Mais Mohammed, frémissant d’impatience, songeait :

— Le vali parle avec abondance, comme tous les gens âgés ; et il a la langue dorée. Toutefois, sa faconde et son astuce ne prévaudront point contre ma prudence.

— Si, continuait le cheick Ibn ben Saïd, j’étais un de ces étourneaux dont la tête tourne à toute saute de brise, si j’étais un de cet adolescens qui ne songent qu’à briller dans les parades et les tournois, tu pourrais négliger de m’entendre. Mais je suis un vieil homme et dont la peine est profonde. Sans doute ai-je trop bataillé en mon temps, — si l’on pouvait trouver qu’il y ait excès dans le service de la Loi. Mes épaules se sont voûtées sous la chemise de mailles, et ma main s’est rendue tremblante pour avoir manié l’épée. Une pareille fatigue, Mohammed, a gagné mon cœur, tant il me semble aujourd’hui incapable de supporter mon chagrin. Jadis je me riais de tout, et ma vie coulait, insouciante et libre, comme un fleuve qui descend au caprice des accidens de son lit.
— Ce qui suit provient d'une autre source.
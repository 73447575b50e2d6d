//! Splitting assembly source into statements, and statements into
//! words.
//!
//! Statements end with `;`.  A `#` starts a comment which runs to the
//! end of the line.  Neither is special inside a string literal, and
//! a string literal ends only where a double quote is immediately
//! followed by `;` (which also ends the statement).  So
//!
//! `STRING greeting "Hello; world";`
//!
//! is a single statement.
use super::types::{AssemblerFailure, LineNumber};

mod operand;
#[cfg(test)]
mod tests;

pub(crate) use operand::{classify_operand, OperandToken};

const STATEMENT_TERMINATOR: char = ';';
const COMMENT_MARKER: char = '#';
const LITERAL_MARKER: char = '"';

/// One `;`-terminated statement, with leading whitespace removed.
#[derive(Debug, Clone, PartialEq, Eq)]
pub(crate) struct SourceLine {
    /// The line on which the statement's first character appears.
    pub(crate) line: LineNumber,
    pub(crate) text: String,
}

impl SourceLine {
    /// The statement's words.  Spaces, tabs and commas separate
    /// words; there are no empty words.
    pub(crate) fn words(&self) -> Vec<&str> {
        self.text
            .split([' ', '\t', ','])
            .filter(|w| !w.is_empty())
            .collect()
    }
}

#[derive(Debug, Clone, Copy, PartialEq, Eq)]
enum Mode {
    Normal,
    Literal,
    Comment,
}

#[derive(Debug, Default)]
struct Splitter {
    lines: Vec<SourceLine>,
    current: String,
    /// Line on which `current` began, once it has any content.
    start: Option<LineNumber>,
}

impl Splitter {
    fn push(&mut self, ch: char, line: LineNumber) {
        if self.start.is_none() {
            if ch == ' ' {
                // Leading whitespace is dropped.
                return;
            }
            self.start = Some(line);
        }
        self.current.push(ch);
    }

    fn end_statement(&mut self) {
        if let Some(line) = self.start.take() {
            self.lines.push(SourceLine {
                line,
                text: std::mem::take(&mut self.current),
            });
        }
        self.current.clear();
    }
}

/// Split `source` into statements.
///
/// # Errors
///
/// `MalformedStringLiteral` if the program ends inside a string
/// literal, and `MissingTerminator` if there is text after the last
/// statement terminator.
pub(crate) fn split_lines(source: &str) -> Result<Vec<SourceLine>, AssemblerFailure> {
    let mut splitter = Splitter::default();
    let mut mode = Mode::Normal;
    let mut line: LineNumber = 1;
    let mut chars = source.chars().peekable();
    while let Some(ch) = chars.next() {
        match mode {
            Mode::Normal => match ch {
                STATEMENT_TERMINATOR => splitter.end_statement(),
                COMMENT_MARKER => mode = Mode::Comment,
                LITERAL_MARKER => {
                    splitter.push(ch, line);
                    mode = Mode::Literal;
                }
                ' ' => splitter.push(ch, line),
                c if c.is_whitespace() => (),
                c => splitter.push(c, line),
            },
            Mode::Literal => {
                if ch == LITERAL_MARKER && chars.peek() == Some(&STATEMENT_TERMINATOR) {
                    chars.next();
                    splitter.push(ch, line);
                    splitter.end_statement();
                    mode = Mode::Normal;
                } else {
                    splitter.push(ch, line);
                }
            }
            Mode::Comment => {
                if ch == '\n' {
                    mode = Mode::Normal;
                }
            }
        }
        if ch == '\n' {
            line += 1;
        }
    }
    match (mode, splitter.start) {
        (Mode::Literal, Some(line)) => Err(AssemblerFailure::MalformedStringLiteral { line }),
        (_, Some(line)) => Err(AssemblerFailure::MissingTerminator { line }),
        (_, None) => Ok(splitter.lines),
    }
}
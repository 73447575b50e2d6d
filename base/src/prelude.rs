//! The prelude exports the items which are needed to build, inspect
//! or print instruction words.  Providing this prelude is the main
//! purpose of the base crate.
pub use super::instruction::*;
pub use super::opcodes::*;
use std::collections::BTreeMap;
use std::fmt::{self, Display, Formatter};

use tracing::{event, Level};

use super::types::{AssemblerFailure, LineNumber};

/// A label name in canonical (lower case) form.
#[derive(Debug, Clone, PartialEq, Eq, PartialOrd, Ord, Hash)]
pub struct LabelName(String);

impl LabelName {
    pub(crate) fn new(name: &str) -> LabelName {
        LabelName(name.to_lowercase())
    }

    #[must_use]
    pub fn as_str(&self) -> &str {
        self.0.as_str()
    }
}

impl Display for LabelName {
    fn fmt(&self, f: &mut Formatter<'_>) -> Result<(), fmt::Error> {
        f.write_str(self.0.as_str())
    }
}

/// Label values are byte addresses.  Each assembly gets its own
/// table.
#[derive(Debug, Default, Clone, PartialEq, Eq)]
pub struct LabelTable {
    labels: BTreeMap<LabelName, u32>,
}

impl LabelTable {
    /// Bind `name` to `value`.  Binding a label again to the value it
    /// already has is allowed.
    pub(crate) fn define(
        &mut self,
        line: LineNumber,
        name: &LabelName,
        value: u32,
    ) -> Result<(), AssemblerFailure> {
        match self.labels.get(name) {
            Some(old) if *old == value => Ok(()),
            Some(old) => Err(AssemblerFailure::LabelConflict {
                line,
                name: name.to_string(),
                old: *old,
                new: value,
            }),
            None => {
                event!(
                    Level::DEBUG,
                    "line {line}: label '{name}' is at {value:#X}"
                );
                self.labels.insert(name.clone(), value);
                Ok(())
            }
        }
    }

    /// Check that the second pass arrived at `name` with the value
    /// the first pass gave it.
    pub(crate) fn confirm(
        &self,
        line: LineNumber,
        name: &LabelName,
        value: u32,
    ) -> Result<(), AssemblerFailure> {
        match self.labels.get(name) {
            Some(expected) if *expected == value => Ok(()),
            Some(expected) => Err(AssemblerFailure::Internal(format!(
                "line {line}: label '{name}' was at {expected:#X} in pass 1 but is at {value:#X} in pass 2"
            ))),
            None => Err(AssemblerFailure::Internal(format!(
                "line {line}: label '{name}' was not seen in pass 1"
            ))),
        }
    }

    pub(crate) fn lookup(&self, line: LineNumber, name: &LabelName) -> Result<u32, AssemblerFailure> {
        self.labels
            .get(name)
            .copied()
            .ok_or_else(|| AssemblerFailure::UndefinedLabel {
                line,
                name: name.to_string(),
            })
    }

    /// Look up a label, ignoring case.
    #[must_use]
    pub fn get(&self, name: &str) -> Option<u32> {
        self.labels.get(&LabelName::new(name)).copied()
    }

    pub fn iter(&self) -> impl Iterator<Item = (&LabelName, u32)> {
        self.labels.iter().map(|(name, value)| (name, *value))
    }

    #[must_use]
    pub fn is_empty(&self) -> bool {
        self.labels.is_empty()
    }
}

impl Display for LabelTable {
    fn fmt(&self, f: &mut Formatter<'_>) -> Result<(), fmt::Error> {
        for (name, value) in &self.labels {
            writeln!(f, "{value:08X} {name}")?;
        }
        Ok(())
    }
}
//! Pool gauges and connection acquisition metrics.

use prometheus::{
    register_histogram_vec, register_int_counter_vec, register_int_gauge_vec, HistogramVec,
    IntCounterVec, IntGaugeVec,
};
use sqlx::{pool::PoolConnection, PgPool, Postgres};
use std::time::Instant;

lazy_static::lazy_static! {
    /// Connections per pool by state: idle, in_use, max
    static ref POOL_CONNECTIONS: IntGaugeVec = register_int_gauge_vec!(
        "db_pool_connections",
        "Database pool connections by state",
        &["service", "state"]
    ).expect("db_pool_connections registration");

    static ref ACQUIRE_SECONDS: HistogramVec = register_histogram_vec!(
        "db_pool_acquire_duration_seconds",
        "Time spent waiting for a pooled connection",
        &["service"],
        vec![0.001, 0.005, 0.01, 0.05, 0.1, 0.5, 1.0, 5.0]
    ).expect("db_pool_acquire_duration_seconds registration");

    static ref ACQUIRE_ERRORS: IntCounterVec = register_int_counter_vec!(
        "db_pool_connection_errors_total",
        "Failed connection acquisitions",
        &["service", "kind"]
    ).expect("db_pool_connection_errors_total registration");
}

fn error_kind(err: &sqlx::Error) -> &'static str {
    match err {
        sqlx::Error::PoolTimedOut => "timeout",
        sqlx::Error::PoolClosed => "closed",
        sqlx::Error::Io(_) => "io",
        sqlx::Error::Tls(_) => "tls",
        _ => "other",
    }
}

pub(crate) fn update_pool_metrics(pool: &PgPool, service: &str) {
    let size = i64::from(pool.size());
    let idle = pool.num_idle() as i64;
    let max = i64::from(pool.options().get_max_connections());

    for (state, value) in [("idle", idle), ("in_use", size - idle), ("max", max)] {
        POOL_CONNECTIONS
            .with_label_values(&[service, state])
            .set(value);
    }
}

/// `pool.acquire()` that records wait time and failures under `service`.
pub async fn acquire_with_metrics(
    pool: &PgPool,
    service: &str,
) -> Result<PoolConnection<Postgres>, sqlx::Error> {
    let started = Instant::now();
    let result = pool.acquire().await;
    ACQUIRE_SECONDS
        .with_label_values(&[service])
        .observe(started.elapsed().as_secs_f64());

    result.map_err(|err| {
        ACQUIRE_ERRORS
            .with_label_values(&[service, error_kind(&err)])
            .inc();
        err
    })
}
Pour moi, alors, toute femme en valait une autre, et je n’étais sensible qu’aux différences que comportait leur beauté. Car, des laides, il ne saurait être question. J’en perdis quatorze, et des plus belles, à la bataille d’Arnisol. En cette journée, où Allah nous abreuva du fiel amer de sa colère, je fus le seul à ne pas réciter la prière de la peur, et la victoire des Infidèles n’empêcha pas ma laine de pleurer du sang. Je fauchai dans les rangs pressés de ces Aragonais qu’un jour de folie changea en loups ravisseurs, alors qu’ils n’avaient été jusque-là que des chiens impurs, aboyant aux cornes courbées du Croissant. Ce que j’ai fait sera écrit dans les livres. Tu es trop jeune pour avoir connu cela ; et tu penses, en ton particulier, que c’est grande pitié d’entendre ainsi se vanter un vieillard dont la main ne saurait plus, à cette heure, réduire une jument rétive. Ne t’impatiente point : je vais rentrer dans l’utile. Je te compterai trois cents pièces d’or, comme arrhes du marché que je veux conclure avec toi ; et tu en recevras autant quand tu m’apporteras l’image de cire, rehaussée d’une coloration naturelle.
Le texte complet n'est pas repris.